» **EXERCISE**
From the line that contains "#[derive(Default)]" through the line that contains "columns: impl Iterator<Item", output every line of the listing below exactly and leave out all the rest.
▼
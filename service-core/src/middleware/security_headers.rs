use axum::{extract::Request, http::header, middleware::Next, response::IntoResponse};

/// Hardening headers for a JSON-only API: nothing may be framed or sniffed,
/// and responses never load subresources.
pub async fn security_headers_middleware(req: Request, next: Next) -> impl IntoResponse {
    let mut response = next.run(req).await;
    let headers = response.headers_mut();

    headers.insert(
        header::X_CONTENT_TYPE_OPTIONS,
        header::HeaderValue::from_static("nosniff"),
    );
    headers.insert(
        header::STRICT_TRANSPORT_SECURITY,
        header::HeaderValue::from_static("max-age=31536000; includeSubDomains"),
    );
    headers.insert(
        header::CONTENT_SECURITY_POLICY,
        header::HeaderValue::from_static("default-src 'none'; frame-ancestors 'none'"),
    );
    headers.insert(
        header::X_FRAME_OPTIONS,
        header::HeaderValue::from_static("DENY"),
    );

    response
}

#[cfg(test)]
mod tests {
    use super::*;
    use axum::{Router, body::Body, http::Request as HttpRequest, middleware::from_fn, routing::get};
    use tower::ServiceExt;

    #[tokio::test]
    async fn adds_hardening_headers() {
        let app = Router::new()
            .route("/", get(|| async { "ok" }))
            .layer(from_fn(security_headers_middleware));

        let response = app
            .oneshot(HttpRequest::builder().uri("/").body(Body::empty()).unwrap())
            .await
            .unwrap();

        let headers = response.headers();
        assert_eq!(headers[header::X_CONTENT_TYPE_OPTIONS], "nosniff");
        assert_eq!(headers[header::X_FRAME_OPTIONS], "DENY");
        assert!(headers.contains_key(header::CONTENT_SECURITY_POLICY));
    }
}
▲
▼
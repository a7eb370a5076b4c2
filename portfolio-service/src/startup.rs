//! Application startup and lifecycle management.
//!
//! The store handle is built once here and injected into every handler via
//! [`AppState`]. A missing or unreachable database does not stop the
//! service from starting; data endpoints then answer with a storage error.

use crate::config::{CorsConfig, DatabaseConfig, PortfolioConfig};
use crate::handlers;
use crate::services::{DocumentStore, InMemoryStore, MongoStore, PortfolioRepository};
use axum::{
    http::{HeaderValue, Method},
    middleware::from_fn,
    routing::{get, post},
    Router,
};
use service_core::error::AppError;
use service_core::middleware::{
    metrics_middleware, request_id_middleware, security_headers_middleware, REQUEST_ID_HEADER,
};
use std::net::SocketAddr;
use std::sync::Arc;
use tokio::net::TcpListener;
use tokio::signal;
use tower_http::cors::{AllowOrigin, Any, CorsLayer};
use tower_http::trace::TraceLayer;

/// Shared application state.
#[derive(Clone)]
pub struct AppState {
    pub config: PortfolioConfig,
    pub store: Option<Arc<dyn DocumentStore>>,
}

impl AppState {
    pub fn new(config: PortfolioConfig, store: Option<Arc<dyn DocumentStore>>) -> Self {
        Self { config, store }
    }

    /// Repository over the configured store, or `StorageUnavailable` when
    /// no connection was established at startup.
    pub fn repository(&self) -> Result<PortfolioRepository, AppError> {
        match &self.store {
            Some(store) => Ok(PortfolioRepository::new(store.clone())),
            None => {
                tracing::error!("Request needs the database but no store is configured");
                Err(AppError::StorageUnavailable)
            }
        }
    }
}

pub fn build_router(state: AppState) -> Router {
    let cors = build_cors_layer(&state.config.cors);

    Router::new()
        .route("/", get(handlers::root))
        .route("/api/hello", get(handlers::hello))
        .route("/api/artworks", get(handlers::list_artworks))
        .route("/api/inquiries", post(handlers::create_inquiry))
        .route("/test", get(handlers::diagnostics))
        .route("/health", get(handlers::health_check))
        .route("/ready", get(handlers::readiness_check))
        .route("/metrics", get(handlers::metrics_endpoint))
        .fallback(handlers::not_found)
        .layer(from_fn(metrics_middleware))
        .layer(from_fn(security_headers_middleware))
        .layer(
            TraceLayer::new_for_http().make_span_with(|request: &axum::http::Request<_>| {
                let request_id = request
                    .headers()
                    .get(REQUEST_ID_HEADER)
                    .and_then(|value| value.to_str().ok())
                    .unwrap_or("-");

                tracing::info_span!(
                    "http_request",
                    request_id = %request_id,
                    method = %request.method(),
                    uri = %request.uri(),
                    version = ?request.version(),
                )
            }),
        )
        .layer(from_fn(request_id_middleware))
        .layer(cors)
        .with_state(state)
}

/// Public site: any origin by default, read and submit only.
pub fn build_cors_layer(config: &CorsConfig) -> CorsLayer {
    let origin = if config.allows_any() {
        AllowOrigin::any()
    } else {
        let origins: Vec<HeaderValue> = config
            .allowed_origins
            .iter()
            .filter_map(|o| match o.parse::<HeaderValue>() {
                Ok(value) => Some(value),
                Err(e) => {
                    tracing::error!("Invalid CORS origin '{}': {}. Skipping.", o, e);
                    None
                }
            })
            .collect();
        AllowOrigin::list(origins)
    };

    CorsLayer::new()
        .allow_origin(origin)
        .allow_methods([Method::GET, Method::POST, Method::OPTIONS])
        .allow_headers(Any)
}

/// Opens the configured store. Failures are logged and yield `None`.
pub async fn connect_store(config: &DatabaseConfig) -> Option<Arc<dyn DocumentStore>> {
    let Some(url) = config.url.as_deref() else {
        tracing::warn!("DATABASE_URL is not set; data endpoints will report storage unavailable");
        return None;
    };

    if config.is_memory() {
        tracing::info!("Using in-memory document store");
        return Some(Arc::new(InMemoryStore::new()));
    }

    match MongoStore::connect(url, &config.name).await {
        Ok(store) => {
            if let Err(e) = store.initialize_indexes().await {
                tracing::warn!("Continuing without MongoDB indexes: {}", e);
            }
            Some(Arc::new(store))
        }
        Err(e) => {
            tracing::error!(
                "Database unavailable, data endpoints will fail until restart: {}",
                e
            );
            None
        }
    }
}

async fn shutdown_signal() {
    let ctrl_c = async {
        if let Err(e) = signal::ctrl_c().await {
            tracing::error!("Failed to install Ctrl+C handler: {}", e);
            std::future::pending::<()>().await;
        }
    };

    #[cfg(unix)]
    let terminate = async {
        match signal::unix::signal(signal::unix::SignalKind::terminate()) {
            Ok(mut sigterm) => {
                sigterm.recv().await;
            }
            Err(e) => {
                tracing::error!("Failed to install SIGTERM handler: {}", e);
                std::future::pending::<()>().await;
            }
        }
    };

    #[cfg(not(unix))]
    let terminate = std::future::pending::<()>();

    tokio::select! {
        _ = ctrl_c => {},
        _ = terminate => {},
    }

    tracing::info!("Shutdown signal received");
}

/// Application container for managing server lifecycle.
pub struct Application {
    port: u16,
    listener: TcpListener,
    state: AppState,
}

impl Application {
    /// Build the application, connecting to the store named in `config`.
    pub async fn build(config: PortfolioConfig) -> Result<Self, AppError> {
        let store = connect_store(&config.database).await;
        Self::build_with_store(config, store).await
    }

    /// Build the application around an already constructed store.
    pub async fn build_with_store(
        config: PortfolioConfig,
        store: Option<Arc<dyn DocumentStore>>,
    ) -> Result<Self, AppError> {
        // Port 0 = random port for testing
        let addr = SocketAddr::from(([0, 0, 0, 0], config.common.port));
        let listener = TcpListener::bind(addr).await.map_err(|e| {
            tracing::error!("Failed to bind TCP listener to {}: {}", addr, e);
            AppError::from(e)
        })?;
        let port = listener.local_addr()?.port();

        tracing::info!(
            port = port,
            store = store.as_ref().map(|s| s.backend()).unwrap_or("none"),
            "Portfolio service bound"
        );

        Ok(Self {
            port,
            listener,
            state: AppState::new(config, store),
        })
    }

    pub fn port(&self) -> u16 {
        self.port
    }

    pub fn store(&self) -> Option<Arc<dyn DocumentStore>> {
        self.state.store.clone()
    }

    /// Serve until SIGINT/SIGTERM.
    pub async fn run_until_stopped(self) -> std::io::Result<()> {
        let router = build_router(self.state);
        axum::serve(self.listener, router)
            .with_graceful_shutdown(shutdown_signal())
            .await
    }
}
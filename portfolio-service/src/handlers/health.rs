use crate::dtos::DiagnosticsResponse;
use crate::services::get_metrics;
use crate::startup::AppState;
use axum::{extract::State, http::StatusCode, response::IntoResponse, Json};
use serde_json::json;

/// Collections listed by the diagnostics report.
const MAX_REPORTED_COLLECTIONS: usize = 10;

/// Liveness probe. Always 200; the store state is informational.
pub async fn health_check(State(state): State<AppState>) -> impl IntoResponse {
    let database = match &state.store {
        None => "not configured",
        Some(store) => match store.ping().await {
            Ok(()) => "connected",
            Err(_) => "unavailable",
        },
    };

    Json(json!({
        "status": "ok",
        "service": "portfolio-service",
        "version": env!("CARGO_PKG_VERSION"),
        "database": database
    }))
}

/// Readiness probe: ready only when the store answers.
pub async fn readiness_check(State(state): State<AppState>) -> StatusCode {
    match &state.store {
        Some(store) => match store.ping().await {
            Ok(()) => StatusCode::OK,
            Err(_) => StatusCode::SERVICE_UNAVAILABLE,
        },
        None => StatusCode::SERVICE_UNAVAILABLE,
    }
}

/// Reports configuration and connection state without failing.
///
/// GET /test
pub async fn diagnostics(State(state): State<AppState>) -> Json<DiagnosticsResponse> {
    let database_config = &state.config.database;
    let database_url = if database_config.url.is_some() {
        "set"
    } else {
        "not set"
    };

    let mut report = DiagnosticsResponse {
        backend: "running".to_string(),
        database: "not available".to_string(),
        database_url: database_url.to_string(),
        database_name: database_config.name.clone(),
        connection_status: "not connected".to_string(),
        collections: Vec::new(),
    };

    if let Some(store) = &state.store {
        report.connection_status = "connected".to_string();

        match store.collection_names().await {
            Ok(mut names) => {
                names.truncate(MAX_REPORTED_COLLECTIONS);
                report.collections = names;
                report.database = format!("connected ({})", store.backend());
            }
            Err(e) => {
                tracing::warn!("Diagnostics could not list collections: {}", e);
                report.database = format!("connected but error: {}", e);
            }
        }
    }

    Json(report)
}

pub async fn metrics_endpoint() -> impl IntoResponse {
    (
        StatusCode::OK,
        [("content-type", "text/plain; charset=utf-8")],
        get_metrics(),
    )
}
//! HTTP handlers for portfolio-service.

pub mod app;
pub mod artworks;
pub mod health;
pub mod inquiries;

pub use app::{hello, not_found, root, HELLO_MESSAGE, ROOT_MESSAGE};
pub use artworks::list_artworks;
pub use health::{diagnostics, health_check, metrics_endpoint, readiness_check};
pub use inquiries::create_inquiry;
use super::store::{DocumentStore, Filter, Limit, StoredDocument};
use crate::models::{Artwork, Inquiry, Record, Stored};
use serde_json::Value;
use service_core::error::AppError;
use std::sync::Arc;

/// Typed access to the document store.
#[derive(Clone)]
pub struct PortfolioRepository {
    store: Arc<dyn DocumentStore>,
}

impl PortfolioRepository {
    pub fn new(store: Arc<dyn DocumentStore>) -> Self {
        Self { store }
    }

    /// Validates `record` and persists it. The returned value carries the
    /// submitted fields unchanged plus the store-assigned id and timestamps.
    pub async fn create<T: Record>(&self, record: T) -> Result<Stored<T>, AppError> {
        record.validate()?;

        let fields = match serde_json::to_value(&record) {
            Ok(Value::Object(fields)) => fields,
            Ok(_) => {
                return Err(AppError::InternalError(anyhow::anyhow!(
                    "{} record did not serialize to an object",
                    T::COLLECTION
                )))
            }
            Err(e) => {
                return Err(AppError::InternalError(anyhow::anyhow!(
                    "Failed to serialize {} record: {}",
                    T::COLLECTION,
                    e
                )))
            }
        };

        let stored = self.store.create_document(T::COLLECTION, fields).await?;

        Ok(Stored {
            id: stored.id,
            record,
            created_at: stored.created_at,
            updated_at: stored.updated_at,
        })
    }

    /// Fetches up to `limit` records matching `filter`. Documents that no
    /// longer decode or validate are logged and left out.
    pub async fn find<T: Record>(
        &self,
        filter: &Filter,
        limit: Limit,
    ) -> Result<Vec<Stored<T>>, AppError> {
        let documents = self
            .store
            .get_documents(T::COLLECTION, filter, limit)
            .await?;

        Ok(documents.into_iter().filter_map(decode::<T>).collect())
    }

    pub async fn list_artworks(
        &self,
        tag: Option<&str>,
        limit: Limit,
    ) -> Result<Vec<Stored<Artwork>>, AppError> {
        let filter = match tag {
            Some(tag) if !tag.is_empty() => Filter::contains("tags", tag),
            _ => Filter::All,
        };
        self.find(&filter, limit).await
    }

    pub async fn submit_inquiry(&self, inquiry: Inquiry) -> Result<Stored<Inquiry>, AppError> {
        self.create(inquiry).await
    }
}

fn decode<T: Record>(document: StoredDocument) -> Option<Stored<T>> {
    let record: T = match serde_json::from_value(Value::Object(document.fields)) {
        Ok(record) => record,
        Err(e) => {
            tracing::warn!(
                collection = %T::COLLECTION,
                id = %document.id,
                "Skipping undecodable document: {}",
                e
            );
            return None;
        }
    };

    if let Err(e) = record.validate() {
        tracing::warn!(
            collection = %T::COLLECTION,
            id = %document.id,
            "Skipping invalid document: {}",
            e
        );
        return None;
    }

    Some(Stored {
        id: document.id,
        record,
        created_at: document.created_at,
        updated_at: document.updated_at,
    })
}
▲
▼
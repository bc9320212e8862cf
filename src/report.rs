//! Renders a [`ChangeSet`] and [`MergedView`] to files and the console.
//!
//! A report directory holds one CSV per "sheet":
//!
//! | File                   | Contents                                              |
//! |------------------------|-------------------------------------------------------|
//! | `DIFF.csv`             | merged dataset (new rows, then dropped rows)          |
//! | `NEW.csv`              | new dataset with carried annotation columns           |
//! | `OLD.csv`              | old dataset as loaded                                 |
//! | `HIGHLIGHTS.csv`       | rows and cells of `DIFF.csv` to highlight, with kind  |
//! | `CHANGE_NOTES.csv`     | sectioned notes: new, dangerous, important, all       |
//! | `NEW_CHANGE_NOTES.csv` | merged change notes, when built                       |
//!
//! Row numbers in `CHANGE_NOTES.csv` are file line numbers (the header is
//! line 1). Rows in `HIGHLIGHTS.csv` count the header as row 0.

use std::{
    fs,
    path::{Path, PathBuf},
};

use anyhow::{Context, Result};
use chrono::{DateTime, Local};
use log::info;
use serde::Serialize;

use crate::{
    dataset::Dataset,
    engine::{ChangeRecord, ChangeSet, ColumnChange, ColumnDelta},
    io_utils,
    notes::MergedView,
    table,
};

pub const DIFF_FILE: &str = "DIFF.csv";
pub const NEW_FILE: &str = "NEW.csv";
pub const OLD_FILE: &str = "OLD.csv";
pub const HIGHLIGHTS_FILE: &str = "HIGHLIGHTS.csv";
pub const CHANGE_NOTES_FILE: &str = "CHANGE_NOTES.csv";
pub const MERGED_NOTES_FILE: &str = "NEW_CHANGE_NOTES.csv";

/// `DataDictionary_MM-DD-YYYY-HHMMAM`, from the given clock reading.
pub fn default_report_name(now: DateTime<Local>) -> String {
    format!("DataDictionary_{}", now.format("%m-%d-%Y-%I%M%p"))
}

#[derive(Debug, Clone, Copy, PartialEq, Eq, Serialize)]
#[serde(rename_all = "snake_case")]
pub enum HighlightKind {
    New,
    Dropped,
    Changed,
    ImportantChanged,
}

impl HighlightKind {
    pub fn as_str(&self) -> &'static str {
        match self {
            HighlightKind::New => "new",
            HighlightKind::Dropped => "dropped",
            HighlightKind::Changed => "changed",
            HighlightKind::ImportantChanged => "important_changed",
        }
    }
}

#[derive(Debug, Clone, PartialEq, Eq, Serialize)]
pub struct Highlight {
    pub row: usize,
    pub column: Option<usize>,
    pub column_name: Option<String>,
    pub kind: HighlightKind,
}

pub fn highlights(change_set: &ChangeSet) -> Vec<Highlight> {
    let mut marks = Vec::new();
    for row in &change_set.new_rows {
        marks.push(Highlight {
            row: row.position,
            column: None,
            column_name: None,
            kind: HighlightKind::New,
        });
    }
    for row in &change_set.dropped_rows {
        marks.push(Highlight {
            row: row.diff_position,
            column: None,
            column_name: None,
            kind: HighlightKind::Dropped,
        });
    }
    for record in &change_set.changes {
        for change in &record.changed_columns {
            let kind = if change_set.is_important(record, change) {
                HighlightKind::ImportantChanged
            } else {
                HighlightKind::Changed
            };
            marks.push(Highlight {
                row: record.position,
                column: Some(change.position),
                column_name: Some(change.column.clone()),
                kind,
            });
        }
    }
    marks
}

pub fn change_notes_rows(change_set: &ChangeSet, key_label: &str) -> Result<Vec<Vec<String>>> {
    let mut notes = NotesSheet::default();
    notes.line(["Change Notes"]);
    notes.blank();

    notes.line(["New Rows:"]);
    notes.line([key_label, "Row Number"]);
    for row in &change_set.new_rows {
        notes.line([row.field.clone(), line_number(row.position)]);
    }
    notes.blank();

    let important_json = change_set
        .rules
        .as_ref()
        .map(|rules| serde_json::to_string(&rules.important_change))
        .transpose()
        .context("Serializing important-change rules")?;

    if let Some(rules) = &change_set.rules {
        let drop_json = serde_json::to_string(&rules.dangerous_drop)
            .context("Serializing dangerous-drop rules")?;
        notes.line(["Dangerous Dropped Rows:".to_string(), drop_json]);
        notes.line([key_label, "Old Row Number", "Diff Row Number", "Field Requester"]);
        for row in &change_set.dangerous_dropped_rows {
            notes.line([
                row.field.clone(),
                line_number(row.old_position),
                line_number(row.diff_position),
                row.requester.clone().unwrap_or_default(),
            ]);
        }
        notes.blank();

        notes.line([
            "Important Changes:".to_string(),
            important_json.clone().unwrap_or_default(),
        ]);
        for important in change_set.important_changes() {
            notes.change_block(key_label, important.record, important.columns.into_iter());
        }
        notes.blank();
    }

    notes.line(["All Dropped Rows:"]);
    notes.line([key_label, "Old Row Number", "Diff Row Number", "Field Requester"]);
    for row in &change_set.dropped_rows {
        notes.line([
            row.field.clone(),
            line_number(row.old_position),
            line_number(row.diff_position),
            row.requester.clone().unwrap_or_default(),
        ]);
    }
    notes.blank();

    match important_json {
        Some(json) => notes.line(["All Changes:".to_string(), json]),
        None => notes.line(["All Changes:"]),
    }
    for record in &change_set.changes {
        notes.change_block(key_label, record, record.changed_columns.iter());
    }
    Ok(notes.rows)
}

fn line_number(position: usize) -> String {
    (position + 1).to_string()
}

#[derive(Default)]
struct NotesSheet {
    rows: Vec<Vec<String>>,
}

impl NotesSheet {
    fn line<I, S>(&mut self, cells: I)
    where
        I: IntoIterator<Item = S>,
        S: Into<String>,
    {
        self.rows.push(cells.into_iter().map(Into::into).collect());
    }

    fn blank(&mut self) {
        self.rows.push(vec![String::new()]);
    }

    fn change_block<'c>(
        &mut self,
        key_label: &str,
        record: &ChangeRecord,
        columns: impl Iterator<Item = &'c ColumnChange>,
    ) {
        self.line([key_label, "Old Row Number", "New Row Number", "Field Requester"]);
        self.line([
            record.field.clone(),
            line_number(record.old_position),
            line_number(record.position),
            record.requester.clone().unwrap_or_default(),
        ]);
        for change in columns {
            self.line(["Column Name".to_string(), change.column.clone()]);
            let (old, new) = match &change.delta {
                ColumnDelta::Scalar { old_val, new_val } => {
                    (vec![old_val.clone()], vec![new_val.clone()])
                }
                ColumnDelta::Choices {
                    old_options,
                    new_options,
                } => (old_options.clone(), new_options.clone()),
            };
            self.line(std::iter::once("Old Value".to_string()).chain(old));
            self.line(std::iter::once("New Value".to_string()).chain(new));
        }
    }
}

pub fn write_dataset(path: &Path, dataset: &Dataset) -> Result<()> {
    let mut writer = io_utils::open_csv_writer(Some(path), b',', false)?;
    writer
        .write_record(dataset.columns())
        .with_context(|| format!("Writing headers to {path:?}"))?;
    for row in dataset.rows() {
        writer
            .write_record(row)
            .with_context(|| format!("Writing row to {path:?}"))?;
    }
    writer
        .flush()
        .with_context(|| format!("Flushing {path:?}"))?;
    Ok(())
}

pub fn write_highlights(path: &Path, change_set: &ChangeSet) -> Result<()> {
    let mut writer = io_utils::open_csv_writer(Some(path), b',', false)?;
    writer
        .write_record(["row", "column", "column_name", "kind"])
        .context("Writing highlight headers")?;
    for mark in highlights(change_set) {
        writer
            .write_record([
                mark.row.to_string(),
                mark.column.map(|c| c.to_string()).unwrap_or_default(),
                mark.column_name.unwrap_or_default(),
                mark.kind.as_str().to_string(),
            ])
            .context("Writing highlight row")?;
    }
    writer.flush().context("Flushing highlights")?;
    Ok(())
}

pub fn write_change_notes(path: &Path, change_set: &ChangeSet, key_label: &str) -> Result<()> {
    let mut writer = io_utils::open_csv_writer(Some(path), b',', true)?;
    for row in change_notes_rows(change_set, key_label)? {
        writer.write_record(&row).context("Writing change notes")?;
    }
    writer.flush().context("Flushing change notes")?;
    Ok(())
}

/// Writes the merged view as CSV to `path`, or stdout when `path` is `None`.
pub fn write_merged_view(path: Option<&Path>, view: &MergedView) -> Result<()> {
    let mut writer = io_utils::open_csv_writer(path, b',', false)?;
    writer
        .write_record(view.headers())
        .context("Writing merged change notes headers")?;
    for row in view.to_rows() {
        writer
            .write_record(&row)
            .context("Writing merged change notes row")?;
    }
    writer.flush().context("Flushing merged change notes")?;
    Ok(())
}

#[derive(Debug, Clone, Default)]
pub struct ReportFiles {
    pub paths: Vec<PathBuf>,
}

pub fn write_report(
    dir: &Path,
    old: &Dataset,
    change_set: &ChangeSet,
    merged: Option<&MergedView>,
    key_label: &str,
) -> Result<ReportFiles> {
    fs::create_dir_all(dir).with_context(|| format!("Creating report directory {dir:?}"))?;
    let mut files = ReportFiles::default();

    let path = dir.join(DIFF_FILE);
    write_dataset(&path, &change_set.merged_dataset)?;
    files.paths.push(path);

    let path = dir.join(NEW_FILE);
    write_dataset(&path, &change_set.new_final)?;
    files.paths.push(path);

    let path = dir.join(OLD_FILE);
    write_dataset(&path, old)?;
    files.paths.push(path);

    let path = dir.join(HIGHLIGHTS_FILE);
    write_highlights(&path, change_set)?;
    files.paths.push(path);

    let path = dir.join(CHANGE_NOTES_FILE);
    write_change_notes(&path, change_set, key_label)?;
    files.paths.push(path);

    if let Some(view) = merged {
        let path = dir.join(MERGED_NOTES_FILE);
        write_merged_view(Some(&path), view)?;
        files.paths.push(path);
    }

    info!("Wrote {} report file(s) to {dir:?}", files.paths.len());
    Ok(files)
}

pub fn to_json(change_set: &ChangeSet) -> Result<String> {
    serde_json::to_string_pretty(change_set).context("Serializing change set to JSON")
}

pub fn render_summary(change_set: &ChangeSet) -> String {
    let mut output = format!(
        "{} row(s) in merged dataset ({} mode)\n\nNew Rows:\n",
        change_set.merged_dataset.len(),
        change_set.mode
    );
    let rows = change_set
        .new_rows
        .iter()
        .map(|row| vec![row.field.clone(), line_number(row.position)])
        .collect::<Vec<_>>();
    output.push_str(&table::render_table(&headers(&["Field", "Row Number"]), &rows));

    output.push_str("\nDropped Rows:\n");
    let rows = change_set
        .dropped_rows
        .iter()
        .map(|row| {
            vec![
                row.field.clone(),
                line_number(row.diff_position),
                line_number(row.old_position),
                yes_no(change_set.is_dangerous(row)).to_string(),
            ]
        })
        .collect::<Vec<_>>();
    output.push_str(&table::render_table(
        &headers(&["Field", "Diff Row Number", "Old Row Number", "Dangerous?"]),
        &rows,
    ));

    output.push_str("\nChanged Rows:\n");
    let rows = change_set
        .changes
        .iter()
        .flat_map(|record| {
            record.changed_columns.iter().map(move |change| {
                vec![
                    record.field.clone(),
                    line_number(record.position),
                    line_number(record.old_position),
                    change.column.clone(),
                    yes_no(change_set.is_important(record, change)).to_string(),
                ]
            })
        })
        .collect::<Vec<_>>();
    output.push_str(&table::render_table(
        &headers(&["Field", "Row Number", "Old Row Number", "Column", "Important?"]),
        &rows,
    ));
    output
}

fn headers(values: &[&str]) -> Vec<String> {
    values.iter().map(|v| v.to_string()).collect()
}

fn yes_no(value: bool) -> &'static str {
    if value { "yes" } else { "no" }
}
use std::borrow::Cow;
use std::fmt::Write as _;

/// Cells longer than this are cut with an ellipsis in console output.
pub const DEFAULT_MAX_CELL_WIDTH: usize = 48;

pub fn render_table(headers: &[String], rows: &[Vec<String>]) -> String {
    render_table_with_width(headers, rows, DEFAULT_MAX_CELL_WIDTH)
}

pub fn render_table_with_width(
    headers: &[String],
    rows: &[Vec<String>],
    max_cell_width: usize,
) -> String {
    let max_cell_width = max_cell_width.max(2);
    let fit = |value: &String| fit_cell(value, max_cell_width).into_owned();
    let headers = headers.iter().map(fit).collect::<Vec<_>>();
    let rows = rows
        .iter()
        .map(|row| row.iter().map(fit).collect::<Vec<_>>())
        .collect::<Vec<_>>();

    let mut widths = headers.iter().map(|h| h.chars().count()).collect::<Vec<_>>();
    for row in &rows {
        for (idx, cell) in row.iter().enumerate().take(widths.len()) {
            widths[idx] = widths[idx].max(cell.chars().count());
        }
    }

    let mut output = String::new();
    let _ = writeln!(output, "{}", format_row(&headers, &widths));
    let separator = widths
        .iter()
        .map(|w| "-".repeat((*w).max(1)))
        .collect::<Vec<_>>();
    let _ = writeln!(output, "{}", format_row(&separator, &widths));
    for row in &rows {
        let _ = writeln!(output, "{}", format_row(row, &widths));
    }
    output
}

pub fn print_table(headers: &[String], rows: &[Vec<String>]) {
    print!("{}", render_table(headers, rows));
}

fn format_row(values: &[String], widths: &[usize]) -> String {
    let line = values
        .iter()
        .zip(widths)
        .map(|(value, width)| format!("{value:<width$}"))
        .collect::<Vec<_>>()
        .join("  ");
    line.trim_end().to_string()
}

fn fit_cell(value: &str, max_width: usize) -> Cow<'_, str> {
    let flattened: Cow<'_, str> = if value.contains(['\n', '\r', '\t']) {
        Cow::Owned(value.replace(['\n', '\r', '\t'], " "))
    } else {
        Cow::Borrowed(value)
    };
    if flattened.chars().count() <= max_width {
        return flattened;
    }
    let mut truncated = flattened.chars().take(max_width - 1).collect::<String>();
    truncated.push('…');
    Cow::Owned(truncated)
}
▲
» **ANSWER TO THE PROBLEM**
#[derive(Default)]
struct NotesSheet {
    rows: Vec<Vec<String>>,
}

impl NotesSheet {
    fn line<I, S>(&mut self, cells: I)
    where
        I: IntoIterator<Item = S>,
        S: Into<String>,
    {
        self.rows.push(cells.into_iter().map(Into::into).collect());
    }

    fn blank(&mut self) {
        self.rows.push(vec![String::new()]);
    }

    fn change_block<'c>(
        &mut self,
        key_label: &str,
        record: &ChangeRecord,
        columns: impl Iterator<Item = &'c ColumnChange>,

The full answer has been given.